> Data for this exercise:
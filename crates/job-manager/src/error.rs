#[derive(Debug, thiserror::Error)]
pub enum JobManagerError {
    #[error("failed to spawn worker process: {0}")]
    Spawn(#[source] std::io::Error),

    #[error("worker {worker_id} crashed or closed its pipes while handling batch {batch_num}")]
    InfrastructureError { worker_id: usize, batch_num: u64 },

    #[error("worker {0} sent a malformed reply: {1}")]
    Protocol(usize, String),

    #[error("merge batch {batch_num} failed: {message}")]
    TaskFailed { batch_num: u64, message: String },
}
#[derive(Debug, thiserror::Error)]
pub enum BuilderError {
    #[error("source '{0}' is not ready: no upload job with terminal status 'success'")]
    ResourceNotReady(String),

    #[error("build configuration error: {0}")]
    BuildConfigurationError(String),

    #[error("requested sources resolved to zero collections")]
    ResolutionEmpty,

    #[error("batch {batch_num} of source '{source}' failed: {message} (dump: {dump_file})")]
    BatchFailure {
        source: String,
        batch_num: u64,
        message: String,
        dump_file: String,
    },

    #[error("infrastructure error: {0}")]
    InfrastructureError(String),

    #[error(transparent)]
    Other(#[from] anyhow::Error),
}

impl From<store::StoreError> for BuilderError {
    fn from(err: store::StoreError) -> Self {
        BuilderError::InfrastructureError(err.to_string())
    }
}

impl From<job_manager::JobManagerError> for BuilderError {
    fn from(err: job_manager::JobManagerError) -> Self {
        BuilderError::InfrastructureError(err.to_string())
    }
}

impl From<mappers::MapperError> for BuilderError {
    fn from(err: mappers::MapperError) -> Self {
        BuilderError::BuildConfigurationError(err.to_string())
    }
}
//! Per-build-name Builder factory, poll loop, and retention/introspection
//! commands (SPEC_FULL §4.3). Mirrors the original `BuilderManager`: a
//! `sync()` enumerates persisted build configurations and registers a
//! factory for each; every other call constructs a fresh `Builder` bound
//! to fresh backends, since connections are never held idle between
//! builds.

mod error;

pub use error::BuilderManagerError;

use builder::{Builder, BuilderConfig, MergeHandle};
use job_manager::JobManager;
use std::collections::BTreeSet;
use std::sync::{Arc, RwLock};
use store::{DocId, SourceBackend, TargetBackend};
use tokio_cron_scheduler::{Job, JobScheduler};

type SourceBackendFactory = dyn Fn() -> Arc<dyn SourceBackend> + Send + Sync;
type TargetBackendFactory = dyn Fn() -> Arc<dyn TargetBackend> + Send + Sync;

pub struct BuilderManager {
    source_backend_factory: Arc<SourceBackendFactory>,
    target_backend_factory: Arc<TargetBackendFactory>,
    job_manager: Arc<JobManager>,
    builder_config: BuilderConfig,
    poll_schedule: Option<String>,
    /// Build names known to have a persisted configuration, registered by
    /// `sync()`/`register_builder()`. A build name must appear here before
    /// `merge()` will construct a `Builder` for it.
    registered: RwLock<BTreeSet<String>>,
}

impl BuilderManager {
    pub fn new(
        source_backend_factory: Arc<SourceBackendFactory>,
        target_backend_factory: Arc<TargetBackendFactory>,
        job_manager: Arc<JobManager>,
        builder_config: BuilderConfig,
        poll_schedule: Option<String>,
    ) -> Self {
        Self {
            source_backend_factory,
            target_backend_factory,
            job_manager,
            builder_config,
            poll_schedule,
            registered: RwLock::new(BTreeSet::new()),
        }
    }

    /// Enumerate every persisted build configuration and register a
    /// factory for each.
    pub async fn sync(&self) -> Result<(), BuilderManagerError> {
        let source_backend = (self.source_backend_factory)();
        let configs = source_backend.list_build_configurations().await?;
        let mut registered = self.registered.write().expect("registered lock poisoned");
        for config in configs {
            tracing::debug!(build_name = %config.build_name, "registering builder");
            registered.insert(config.build_name);
        }
        Ok(())
    }

    /// Register a single build name without a full `sync()`, e.g. in
    /// response to an externally-created build configuration.
    pub fn register_builder(&self, build_name: impl Into<String>) {
        self.registered
            .write()
            .expect("registered lock poisoned")
            .insert(build_name.into());
    }

    fn is_registered(&self, build_name: &str) -> bool {
        self.registered
            .read()
            .expect("registered lock poisoned")
            .contains(build_name)
    }

    /// Construct a fresh `Builder` bound to fresh backends. Invoked *per
    /// call*, matching the original's "don't keep connections alive
    /// between builds" factory discipline.
    fn make_builder(&self, build_name: &str) -> Builder {
        Builder::new(
            build_name.to_string(),
            (self.source_backend_factory)(),
            (self.target_backend_factory)(),
            self.job_manager.clone(),
            self.builder_config.clone(),
        )
    }

    /// `merge(build_name, sources?, target_name?)`: fetch a fresh Builder
    /// via the factory and trigger a merge.
    #[allow(clippy::too_many_arguments)]
    pub async fn merge(
        &self,
        build_name: &str,
        sources: Option<Vec<String>>,
        target_name: Option<String>,
        force: bool,
        ids: Option<Vec<DocId>>,
    ) -> Result<MergeHandle, BuilderManagerError> {
        if !self.is_registered(build_name) {
            return Err(BuilderManagerError::UnknownBuild(build_name.to_string()));
        }
        let bdr = self.make_builder(build_name);
        Ok(bdr.merge(sources, target_name, force, ids).await?)
    }

    /// The configured `sources` list for `build_name`, unresolved.
    pub async fn list_sources(&self, build_name: &str) -> Result<Vec<String>, BuilderManagerError> {
        let source_backend = (self.source_backend_factory)();
        let config = source_backend.get_build_configuration(build_name).await?;
        Ok(config.sources)
    }

    /// List persisted target collections for `build_name` (or for every
    /// registered build, if none given), most-recent first.
    pub async fn lsmerge(
        &self,
        build_name: Option<&str>,
    ) -> Result<Vec<(String, Vec<String>)>, BuilderManagerError> {
        let target_backend = (self.target_backend_factory)();
        let names: Vec<String> = match build_name {
            Some(name) => vec![name.to_string()],
            None => self
                .registered
                .read()
                .expect("registered lock poisoned")
                .iter()
                .cloned()
                .collect(),
        };

        let mut out = Vec::with_capacity(names.len());
        for name in names {
            let prefix = format!("{name}_");
            let cols = target_backend.list_collections_with_prefix(&prefix).await?;
            out.push((name, cols));
        }
        Ok(out)
    }

    /// `rmmerge(target_name)`: drop a specific target collection.
    pub async fn rmmerge(&self, target_name: &str) -> Result<(), BuilderManagerError> {
        let target_backend = (self.target_backend_factory)();
        target_backend.drop_collection(target_name).await?;
        Ok(())
    }

    /// Drop collections matching `<prefix>_<build_name>_[<date>_]…`, never
    /// those containing the literal substring `current` (SPEC_FULL §4.3).
    pub async fn clean_temp_collections(
        &self,
        build_name: &str,
        date: Option<&str>,
        prefix: &str,
    ) -> Result<(), BuilderManagerError> {
        let target_backend = (self.target_backend_factory)();
        let mut search = String::new();
        if !prefix.is_empty() {
            search.push_str(prefix);
            search.push('_');
        }
        search.push_str(build_name);
        search.push('_');
        if let Some(date) = date {
            search.push_str(date);
            search.push('_');
        }

        let candidates = target_backend.list_collections_with_prefix(&search).await?;
        for name in candidates {
            if name.contains("current") {
                continue;
            }
            tracing::info!(collection = %name, "dropping temp target collection");
            target_backend.drop_collection(&name).await?;
        }
        Ok(())
    }

    /// `whatsnew()`: the registered build names currently flagged
    /// `pending_to_build`.
    pub async fn whatsnew(&self) -> Result<Vec<String>, BuilderManagerError> {
        let source_backend = (self.source_backend_factory)();
        let configs = source_backend.list_build_configurations().await?;
        let mut pending: Vec<String> = configs
            .into_iter()
            .filter(|c| c.pending_to_build)
            .map(|c| c.build_name)
            .collect();
        pending.sort();
        Ok(pending)
    }

    /// One poll tick: launch a merge for every registered build flagged
    /// `pending_to_build`, in lexical order. Errors on individual builds
    /// are logged; the tick continues for the remaining builds.
    pub async fn poll_once(&self) -> Result<(), BuilderManagerError> {
        let pending = self.whatsnew().await?;
        tracing::info!(count = pending.len(), builds = ?pending, "pending-to-build configurations found");
        for build_name in pending {
            tracing::info!(build_name = %build_name, "launching scheduled build");
            if let Err(err) = self.merge(&build_name, None, None, false, None).await {
                tracing::error!(build_name = %build_name, error = %err, "scheduled build failed to launch");
            }
        }
        Ok(())
    }

    /// Start the cron-scheduled poll loop described in SPEC_FULL §4.3.
    /// Returns the running scheduler so the caller can shut it down.
    pub async fn spawn_poll_scheduler(self: Arc<Self>) -> Result<JobScheduler, BuilderManagerError> {
        let schedule = self
            .poll_schedule
            .clone()
            .ok_or(BuilderManagerError::NoPollSchedule)?;

        let scheduler = JobScheduler::new()
            .await
            .map_err(|e| BuilderManagerError::Other(e.into()))?;

        let this = self.clone();
        let job = Job::new_async(schedule.as_str(), move |_uuid, _scheduler| {
            let this = this.clone();
            Box::pin(async move {
                if let Err(err) = this.poll_once().await {
                    tracing::error!(error = %err, "poll tick failed");
                }
            })
        })
        .map_err(|e| BuilderManagerError::InvalidSchedule {
            schedule: schedule.clone(),
            source: e.into(),
        })?;

        scheduler
            .add(job)
            .await
            .map_err(|e| BuilderManagerError::Other(e.into()))?;
        scheduler
            .start()
            .await
            .map_err(|e| BuilderManagerError::Other(e.into()))?;

        Ok(scheduler)
    }
}

#[cfg(test)]
mod tests {
    use super::*;

    #[test]
    fn unregistered_build_name_is_rejected_before_construction() {
        // A manager with nothing registered must reject `merge()` without
        // ever invoking either backend factory -- exercised indirectly via
        // `is_registered`, since constructing real backends needs a store.
        let registered: RwLock<BTreeSet<String>> = RwLock::new(BTreeSet::new());
        assert!(!registered.read().unwrap().contains("c1"));
    }
}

> Action item: Find every line of the data that includes the string "configs". Copy each of those lines.

> Answer box:
        let configs = source_backend.list_build_configurations().await?;
        for config in configs {
        let configs = source_backend.list_build_configurations().await?;
        let mut pending: Vec<String> = configs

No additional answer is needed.